## ABOUT THIS TASK
Only a number is expected: how many lines in these records mention the word "TEXT"?

## INPUT DATA

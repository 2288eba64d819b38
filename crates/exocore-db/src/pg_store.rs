//! [`PgStore`]: the `PostgreSQL` implementation of every store trait.
//!
//! The trait impls live next to their traits (`assets_store.rs`,
//! `delegation_store.rs`, ...). Quantities are bound as canonical strings
//! and cast with `$n::NUMERIC`; they are read back with `::TEXT` and
//! re-parsed, so no precision is lost on either side.

use exocore_types::{Dec, Int};
use sqlx::PgPool;

use crate::error::DbError;

/// Store backed by a `PostgreSQL` pool. Cheap to clone.
#[derive(Clone)]
pub struct PgStore {
    pool: PgPool,
}

impl PgStore {
    /// Wrap an existing pool.
    pub const fn new(pool: PgPool) -> Self {
        Self { pool }
    }

    /// The underlying pool.
    pub const fn pool(&self) -> &PgPool {
        &self.pool
    }
}

/// Parse a `NUMERIC::TEXT` column holding an integer.
pub(crate) fn int(raw: &str) -> Result<Int, DbError> {
    Ok(Int::parse(raw)?)
}

/// Parse a `NUMERIC::TEXT` column holding a decimal.
pub(crate) fn dec(raw: &str) -> Result<Dec, DbError> {
    Ok(Dec::parse(raw)?)
}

## YOUR SOLUTION
3